[PATCH rdma-next 00/12] GID reference counting series

[Date Prev][Date Next][Thread Prev][Thread Next][Date Index][Thread Index]

 



From: Leon Romanovsky <leonro@xxxxxxxxxxxx>

>From Parav:

This series implements reference counts for the GID table entries.

GID table entries for RoCE are based on IP addresses of netdevices and
default GID entries are based on GUID.

For IB link layer they are based on SM and provided by the HCA to the
stack. These entries can get added/deleted/replaced at anytime in a host.
It is desirable to not delete the GID table entry while it is in use in
various software flows such as CM message processing, resolving destination
MAC and RDMACM message processing to name a few.

It is also desirable to not replace a GID table entry while previous
GID entry is still being used in a software flow. In a GID table,
GID entries for RoCE can belong to multiple network namespaces.
Without holding a reference to it, a software flow might process a
CM message in two different network namespaces.

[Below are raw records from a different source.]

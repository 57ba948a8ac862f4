//! Manager-side handle to one forked worker (`spec.md` §4.5).
//!
//! A direct port of `horned.py`'s `HornedWorker`: the manager process
//! keeps one of these per child, forks from it, and uses it to signal and
//! reap that child. `kjpgit-mudpie`'s `ThreadPool`/`WorkerSentinel`
//! watchdog contributes the surrounding "track liveness, notice death,
//! respawn" shape, adapted here from threads to processes.

use std::io;
use std::time::{SystemTime, UNIX_EPOCH};

use nix::sys::signal::{self, Signal};
use nix::sys::wait::{waitpid, WaitPidFlag, WaitStatus};
use nix::unistd::{fork, ForkResult, Pid};

/// Outcome of spawning a worker: the manager gets a handle, the child gets
/// nothing back (it runs `WorkerProcess::run` and never returns `fork`).
pub enum Spawned {
    Parent(WorkerHandle),
    Child,
}

/// The manager's record of one live (or recently live) worker process.
pub struct WorkerHandle {
    pid: Pid,
    spawned_at: u64,
    pub requests: u64,
    pub errors: u64,
}

impl WorkerHandle {
    /// Fork. In the parent, returns a handle tracking the child's pid. In
    /// the child, returns `Spawned::Child` — the caller is responsible for
    /// running the worker's event loop and never returning past that call.
    pub fn spawn() -> nix::Result<Spawned> {
        match unsafe { fork() }? {
            ForkResult::Parent { child } => Ok(Spawned::Parent(WorkerHandle {
                pid: child,
                spawned_at: now(),
                requests: 0,
                errors: 0,
            })),
            ForkResult::Child => Ok(Spawned::Child),
        }
    }

    pub fn pid(&self) -> Pid {
        self.pid
    }

    pub fn spawned_at(&self) -> u64 {
        self.spawned_at
    }

    /// Ask the worker to finish its current request, if any, then exit
    /// (`SIGQUIT`, the worker's graceful-stop signal).
    pub fn signal_graceful(&self) -> nix::Result<()> {
        signal::kill(self.pid, Signal::SIGQUIT)
    }

    /// Ask the worker to exit immediately, abandoning any in-flight
    /// request (`SIGTERM`, per `spec.md` §6.2).
    pub fn signal_immediate(&self) -> nix::Result<()> {
        signal::kill(self.pid, Signal::SIGTERM)
    }

    /// Non-blocking reap. `Ok(true)` if the child has exited and was
    /// reaped, `Ok(false)` if it's still running.
    pub fn try_wait(&self) -> io::Result<bool> {
        match waitpid(self.pid, Some(WaitPidFlag::WNOHANG)) {
            Ok(WaitStatus::StillAlive) => Ok(false),
            Ok(_) => Ok(true),
            Err(nix::errno::Errno::ECHILD) => Ok(true),
            Err(e) => Err(io::Error::from_raw_os_error(e as i32)),
        }
    }
}

fn now() -> u64 {
    SystemTime::now()
        .duration_since(UNIX_EPOCH)
        .unwrap_or_default()
        .as_secs()
}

This series is a prerequisite for enabling namespaces for RoCE. It ensures
that while GID entry being used, it cannot get deleted. When the last user
of the GID entry releases the reference, the GID entry is released in the
software cache and in the HCA.

GID entries are maintained by ib_core in a software cache for IB,
RoCE and iWarp link layers. All GID search routines now refer to GID software
cache. This brings consistency in ULP modules and CM modules to have consistent
view of GID entries. Currently RoCE GID table entries are reference counted
using kref. IB GID table entries are not yet reference counted, however,
the software interface is common to both the link layers. GID entry
get/put/hold APIs for IB are no-op.

Series consist of patches for following functionalities.
1. Refactor code for cache handling of the RoCE GID entries
2. New APIs for GID get/put/hold operations
3. Changing existing APIs and its users to follow new API signature

Series also removes dependency of net+ifindex in the path record entry
for RoCE. Both of those fields of the netdev can change and storing net
namespace without holding reference will lead to use-after-free crash.
Therefore it is removed. Netdevice information for RoCE will be provided
via referenced GID attribute in ib_cm_req entry in future.

Summary of APIs:
1. Caller who just wish to query the GID based on device, port and index
should call rdma_query_gid().

2. Caller who wish to seach and use the GID and/or use GID attributes for
longer period of time in a software flow, should use rdma_find_* APIs.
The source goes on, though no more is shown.